The boys bought her drinks, sugary pretty pinks and yellows, like drinking cotton candy. They called her Blackjack, and she called them Ace and Deuce. Ace rested his palm on the skin at the small of her back where her shirt pulled up a little. He told her his two weaknesses were Russians and roulette. She told them she hated vodka and didn’t gamble. It was her friends who wanted to gamble, who slowly drifted away in a smog of bad Toby Keith renditions. She’d just come for the party.

She couldn’t remember how many she’d had. The boys laughed. “It’s only a number, who’s counting?” they told her, and she took another shot and wiped her lips with the back of her hand. Numbers, so many numbers. Phone numbers, ATM pin codes, her social security card, her child’s birthday. Her ex had been what, her ninth? Tenth? And since then a blur, a trail really, with her stumbling down it deliberately to put the distance between them.

Two boys minus one equaled Ace, and he was the one who helped her up, pushed her past the pack at the door into the humid neon night air, brighter than noon back in Wyoming. He was staying at the same hotel, a tropical paradise squatting between the Wild West and Paris. They stopped at a row of slot machines in the lobby. He made her pick one of them, and he put a five-dollar token in and lost. “Did you really think you’d win?” she asked.

He shrugged. “You know the song. Even the losers….” She noticed his Ivy League ring, shiny and gold, way too big for any of her fingers.
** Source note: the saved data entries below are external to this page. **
pub mod math_normalizer;
pub mod page_renderer;
pub mod pdf_writer;

pub use math_normalizer::MathNormalizer;
pub use page_renderer::PageRenderer;
pub use pdf_writer::{FinishedDocument, PageKind, PdfWriter};
//! 远程题库存储客户端 - 业务能力层
//!
//! 负责与 Supabase 的 PostgREST 接口交互：筛选分页查询、
//! 按ID取数、工作表候选池、增删改和批量插入。
//! 鉴权、存储和查询执行完全由远端负责。

use std::collections::HashMap;

use reqwest::header::{HeaderMap, HeaderValue, AUTHORIZATION, CONTENT_RANGE};
use reqwest::{Client, Response};
use tracing::{debug, warn};

use crate::config::Config;
use crate::error::{AppError, AppResult, StoreError};
use crate::models::question::{NewQuestion, QuestionRecord};
use crate::store::filter::{parse_content_range_total, PageQuery, QuestionFilter};

/// 一页查询结果：记录加精确总数
#[derive(Debug)]
pub struct QuestionPageResult {
    pub records: Vec<QuestionRecord>,
    pub total: usize,
}

/// 远程题库存储客户端
pub struct QuestionStore {
    client: Client,
    base_url: String,
}

impl QuestionStore {
    /// 创建新的存储客户端
    pub fn new(config: &Config) -> AppResult<Self> {
        let mut headers = HeaderMap::new();

        let api_key = HeaderValue::from_str(&config.supabase_anon_key)
            .map_err(|e| AppError::Other(format!("非法的 API key: {}", e)))?;
        let bearer = HeaderValue::from_str(&format!("Bearer {}", config.supabase_anon_key))
            .map_err(|e| AppError::Other(format!("非法的 API key: {}", e)))?;

        headers.insert("apikey", api_key);
        headers.insert(AUTHORIZATION, bearer);
        headers.insert(
            "x-application-name",
            HeaderValue::from_static("question-bank"),
        );

        let client = Client::builder()
            .default_headers(headers)
            .build()
            .map_err(|e| AppError::Other(format!("构建 HTTP 客户端失败: {}", e)))?;

        Ok(Self {
            client,
            base_url: config.supabase_url.trim_end_matches('/').to_string(),
        })
    }

    fn endpoint(&self, table: &str) -> String {
        format!("{}/rest/v1/{}", self.base_url, table)
    }

    /// 筛选 + 分页查询，返回记录和精确总数
    pub async fn fetch_page(
        &self,
        filter: &QuestionFilter,
        page: PageQuery,
    ) -> AppResult<QuestionPageResult> {
        let endpoint = self.endpoint("questions");

        let mut params = vec![("select".to_string(), "*".to_string())];
        params.extend(filter.to_query_params());
        params.push(("order".to_string(), "created_at.desc".to_string()));
        params.push(("offset".to_string(), page.offset().to_string()));
        params.push(("limit".to_string(), page.per_page.to_string()));

        debug!("查询题目列表: {:?}", params);

        let response = self
            .client
            .get(&endpoint)
            .query(&params)
            .header("Prefer", "count=exact")
            .send()
            .await
            .map_err(|e| AppError::store_request_failed(&endpoint, e))?;

        let response = ensure_success(&endpoint, response).await?;

        let total = response
            .headers()
            .get(CONTENT_RANGE)
            .and_then(|v| v.to_str().ok())
            .and_then(parse_content_range_total)
            .ok_or_else(|| {
                AppError::Store(StoreError::ContentRangeMissing {
                    endpoint: endpoint.clone(),
                })
            })?;

        let records: Vec<QuestionRecord> = response
            .json()
            .await
            .map_err(|e| AppError::store_request_failed(&endpoint, e))?;

        Ok(QuestionPageResult { records, total })
    }

    /// 按ID列表取记录，并按请求中的ID顺序重新排列
    ///
    /// PostgREST 不保证 in.(...) 的返回顺序，而工作表的页面顺序
    /// 必须严格等于请求顺序
    pub async fn fetch_by_ids(&self, ids: &[String]) -> AppResult<Vec<QuestionRecord>> {
        if ids.is_empty() {
            return Ok(Vec::new());
        }

        let endpoint = self.endpoint("questions");
        let params = vec![
            ("select".to_string(), "*".to_string()),
            ("id".to_string(), format!("in.({})", ids.join(","))),
        ];

        let response = self
            .client
            .get(&endpoint)
            .query(&params)
            .send()
            .await
            .map_err(|e| AppError::store_request_failed(&endpoint, e))?;

        let response = ensure_success(&endpoint, response).await?;

        let fetched: Vec<QuestionRecord> = response
            .json()
            .await
            .map_err(|e| AppError::store_request_failed(&endpoint, e))?;

        let mut by_id: HashMap<String, QuestionRecord> = fetched
            .into_iter()
            .map(|record| (record.id.clone(), record))
            .collect();

        let mut ordered = Vec::with_capacity(ids.len());
        for id in ids {
            match by_id.remove(id) {
                Some(record) => ordered.push(record),
                None => warn!("⚠️ 存储中不存在请求的题目: {}", id),
            }
        }

        Ok(ordered)
    }

    /// 工作表生成候选池：按科目/级别精确匹配、标题子串匹配，
    /// 排除已接受的题目
    pub async fn generate_pool(
        &self,
        subject: &str,
        level: &str,
        title: &str,
        exclude_ids: &[String],
        limit: usize,
    ) -> AppResult<Vec<QuestionRecord>> {
        let endpoint = self.endpoint("questions");

        let mut params = vec![
            ("select".to_string(), "*".to_string()),
            ("subject".to_string(), format!("eq.{}", subject)),
            ("level".to_string(), format!("eq.{}", level)),
            ("question_title".to_string(), format!("ilike.*{}*", title)),
            ("limit".to_string(), limit.to_string()),
        ];
        if !exclude_ids.is_empty() {
            params.push(("id".to_string(), format!("not.in.({})", exclude_ids.join(","))));
        }

        let response = self
            .client
            .get(&endpoint)
            .query(&params)
            .send()
            .await
            .map_err(|e| AppError::store_request_failed(&endpoint, e))?;

        let response = ensure_success(&endpoint, response).await?;

        response
            .json()
            .await
            .map_err(|e| AppError::store_request_failed(&endpoint, e))
    }

    /// 查询某科目的可用主题列表
    pub async fn fetch_topics(&self, subject: &str) -> AppResult<Vec<String>> {
        #[derive(serde::Deserialize)]
        struct TopicRow {
            topic: String,
        }

        let endpoint = self.endpoint("subject_topics");
        let params = vec![
            ("select".to_string(), "topic".to_string()),
            ("subject".to_string(), format!("eq.{}", subject)),
        ];

        let response = self
            .client
            .get(&endpoint)
            .query(&params)
            .send()
            .await
            .map_err(|e| AppError::store_request_failed(&endpoint, e))?;

        let response = ensure_success(&endpoint, response).await?;

        let rows: Vec<TopicRow> = response
            .json()
            .await
            .map_err(|e| AppError::store_request_failed(&endpoint, e))?;

        Ok(rows.into_iter().map(|row| row.topic).collect())
    }

    /// 插入单条记录
    pub async fn insert(&self, row: &NewQuestion) -> AppResult<()> {
        self.insert_many(std::slice::from_ref(row)).await.map(|_| ())
    }

    /// 批量插入记录，返回插入条数
    pub async fn insert_many(&self, rows: &[NewQuestion]) -> AppResult<usize> {
        if rows.is_empty() {
            return Ok(0);
        }

        let endpoint = self.endpoint("questions");
        let response = self
            .client
            .post(&endpoint)
            .header("Prefer", "return=minimal")
            .json(rows)
            .send()
            .await
            .map_err(|e| AppError::store_request_failed(&endpoint, e))?;

        ensure_success(&endpoint, response).await?;
        Ok(rows.len())
    }

    /// 更新指定ID的记录
    pub async fn update(&self, id: &str, row: &NewQuestion) -> AppResult<()> {
        let endpoint = self.endpoint("questions");
        let response = self
            .client
            .patch(&endpoint)
            .query(&[("id", format!("eq.{}", id))])
            .header("Prefer", "return=minimal")
            .json(row)
            .send()
            .await
            .map_err(|e| AppError::store_request_failed(&endpoint, e))?;

        ensure_success(&endpoint, response).await?;
        Ok(())
    }

    /// 删除指定ID的记录
    pub async fn delete(&self, id: &str) -> AppResult<()> {
        let endpoint = self.endpoint("questions");
        let response = self
            .client
            .delete(&endpoint)
            .query(&[("id", format!("eq.{}", id))])
            .send()
            .await
            .map_err(|e| AppError::store_request_failed(&endpoint, e))?;

        ensure_success(&endpoint, response).await?;
        Ok(())
    }
}

/// 非 2xx 响应统一转换为 BadResponse 错误
async fn ensure_success(endpoint: &str, response: Response) -> AppResult<Response> {
    let status = response.status();
    if status.is_success() {
        return Ok(response);
    }

    let message = response.text().await.ok().filter(|text| !text.is_empty());
    Err(AppError::Store(StoreError::BadResponse {
        endpoint: endpoint.to_string(),
        status: status.as_u16(),
        message,
    }))
}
In the elevator, his teeth clacked against hers, drawing blood on her bottom lip. She closed her eyes and could almost picture the sky back in Wyoming, stars dotting the black like a code you might one day crack. She and Ace lit up the elevator buttons with their backs, stopping along each floor, counting upwards until it didn’t matter anymore, while somewhere below them someone else had just hit the jackpot.